[Source material]:

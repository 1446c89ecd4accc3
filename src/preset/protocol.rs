//! Host-facing preset and bulk-data properties.
//!
//! | Id     | Meaning                                                   |
//! |--------|-----------------------------------------------------------|
//! | `17p0` | read preset `p` (`p == 0` reads the active preset)        |
//! | `17p1` | same as `17p0`                                            |
//! | `17p4` | write preset `p`, notifies with `17p2`                    |
//! | `17p5` | write preset `p` and activate it, notifies with `17p3`    |
//! | `15n1` | begin bulk data for preset `n`                            |
//! | `15n2` | next 20 bytes of bulk data                                |
//! | `15n3` | end of bulk data, flushes the last partial page           |
//! | `20nn` | read label `nn`                                           |
//!
//! Failures are answered with class `F` in place of the command class.

use crate::error::FlashError;
use crate::property::{
    pack_bytes, pack_text, unpack_bytes, Property, PropertyId, CLASS_BEGIN, CLASS_CHUNK,
    CLASS_END, CLASS_ERROR, CLASS_NOTIFY, CLASS_NOTIFY_ACTIVE, CLASS_READ, CLASS_UPDATE,
    CLASS_UPDATE_ACTIVATE, PAYLOAD_BYTES, TABLE_BULK, TABLE_LABEL, TABLE_PRESET,
};

use super::{Flash, PresetStore, PresetTable};

/// Payload bytes per bulk-data flash page.
pub const BULK_PAGE_SIZE: usize = 240;

/// Pages one bulk upload may fill.
pub const BULK_MAX_PAGES: usize = 24;

/// First flash page used by bulk data; preset `n` owns
/// `BULK_FIRST_PAGE + n * BULK_MAX_PAGES ..`.
pub const BULK_FIRST_PAGE: usize = 1;

#[derive(Debug, Clone)]
struct Upload {
    preset: u8,
    page: usize,
    fill: usize,
    data: [u8; BULK_PAGE_SIZE],
}

impl Upload {
    fn new(preset: u8) -> Self {
        Self {
            preset,
            page: 0,
            fill: 0,
            data: [0; BULK_PAGE_SIZE],
        }
    }

    fn flash_page(&self) -> usize {
        BULK_FIRST_PAGE + self.preset as usize * BULK_MAX_PAGES + self.page
    }
}

pub struct PresetProtocol<F: Flash> {
    store: PresetStore<F>,
    labels: &'static [&'static str],
    upload: Option<Upload>,
}

impl<F: Flash> PresetProtocol<F> {
    pub fn new(flash: F, defaults: PresetTable, labels: &'static [&'static str]) -> Self {
        Self {
            store: PresetStore::new(flash, defaults),
            labels,
            upload: None,
        }
    }

    /// Loads the preset table from flash. On failure the defaults stay in use.
    pub fn initialize(&mut self) {
        if let Err(err) = self.store.load() {
            log::warn!("loading presets failed, using defaults: {err}");
        }
    }

    pub fn store(&self) -> &PresetStore<F> {
        &self.store
    }

    pub fn store_mut(&mut self) -> &mut PresetStore<F> {
        &mut self.store
    }

    pub fn is_uploading(&self) -> bool {
        self.upload.is_some()
    }

    /// Handles one host property and returns the reply, or an empty property.
    pub fn handle(&mut self, rcv: &Property) -> Property {
        let id = PropertyId(rcv.id);
        if rcv.is_empty() || id.is_extended() {
            return Property::EMPTY;
        }

        match (id.table(), id.class()) {
            (TABLE_PRESET, CLASS_READ | CLASS_BEGIN) => self.read_preset(id),
            (TABLE_PRESET, CLASS_UPDATE | CLASS_UPDATE_ACTIVATE) => self.write_preset(id, rcv),
            (TABLE_BULK, CLASS_BEGIN | CLASS_CHUNK | CLASS_END) => self.bulk(id, rcv),
            (TABLE_LABEL, _) => self.read_label(id),
            _ => {
                log::trace!("ignoring property {:#x}", rcv.id);
                Property::EMPTY
            }
        }
    }

    fn slot(&self, id: PropertyId) -> u8 {
        match id.index() {
            0 => self.store.active(),
            p => p,
        }
    }

    fn read_preset(&self, id: PropertyId) -> Property {
        let slot = self.slot(id);
        match self.store.read(slot) {
            Ok(preset) => Property::new(
                PropertyId::compose(TABLE_PRESET, slot, CLASS_READ),
                pack_bytes(preset),
            ),
            Err(err) => error_reply(TABLE_PRESET, slot, err),
        }
    }

    fn write_preset(&mut self, id: PropertyId, rcv: &Property) -> Property {
        let slot = self.slot(id);
        let preset = unpack_bytes(&rcv.data);
        let activate = id.class() == CLASS_UPDATE_ACTIVATE;

        let result = self.store.write(slot, &preset).and_then(|()| {
            if activate {
                self.store.activate(slot)
            } else {
                Ok(())
            }
        });

        match result {
            Ok(()) => {
                let class = if activate {
                    CLASS_NOTIFY_ACTIVE
                } else {
                    CLASS_NOTIFY
                };
                Property::new(PropertyId::compose(TABLE_PRESET, slot, class), rcv.data)
            }
            Err(err) => error_reply(TABLE_PRESET, slot, err),
        }
    }

    fn bulk(&mut self, id: PropertyId, rcv: &Property) -> Property {
        let preset = id.index();
        match id.class() {
            CLASS_BEGIN => {
                log::debug!("bulk upload for preset {preset} started");
                self.upload = Some(Upload::new(preset));
                Property::EMPTY
            }
            CLASS_CHUNK => match self.bulk_chunk(rcv) {
                Ok(()) => Property::EMPTY,
                Err(err) => {
                    self.upload = None;
                    error_reply(TABLE_BULK, preset, err)
                }
            },
            _ => {
                let result = self.bulk_flush();
                self.upload = None;
                log::debug!("bulk upload for preset {preset} finished");
                match result {
                    Ok(()) => Property::EMPTY,
                    Err(err) => error_reply(TABLE_BULK, preset, err),
                }
            }
        }
    }

    fn bulk_chunk(&mut self, rcv: &Property) -> Result<(), FlashError> {
        let Some(upload) = self.upload.as_mut() else {
            log::trace!("bulk chunk without begin");
            return Ok(());
        };
        let bytes = unpack_bytes(&rcv.data);
        upload.data[upload.fill..upload.fill + PAYLOAD_BYTES].copy_from_slice(&bytes);
        upload.fill += PAYLOAD_BYTES;

        if upload.fill == BULK_PAGE_SIZE {
            self.bulk_flush()?;
        }

        Ok(())
    }

    /// Writes the pending page, if any. Pages past the upload limit are dropped.
    fn bulk_flush(&mut self) -> Result<(), FlashError> {
        let Some(upload) = self.upload.as_mut() else {
            return Ok(());
        };
        if upload.fill == 0 {
            return Ok(());
        }
        if upload.page < BULK_MAX_PAGES {
            let page = upload.flash_page();
            self.store.session()?.write(page, &upload.data[..upload.fill])?;
            upload.page += 1;
        }
        upload.fill = 0;

        Ok(())
    }

    fn read_label(&self, id: PropertyId) -> Property {
        let text = self
            .labels
            .get(id.low_byte() as usize)
            .map(|label| label.as_bytes())
            .unwrap_or_default();

        Property::new(id.0, pack_text(text))
    }
}

fn error_reply(table: u8, index: u8, err: FlashError) -> Property {
    log::warn!("preset request failed: {err}");
    Property::new(PropertyId::compose(table, index, CLASS_ERROR), [0; 5])
}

[Your goal]: Pull every line containing "warn" out of the entries.

[Written answer]:
            log::warn!("loading presets failed, using defaults: {err}");
    log::warn!("preset request failed: {err}");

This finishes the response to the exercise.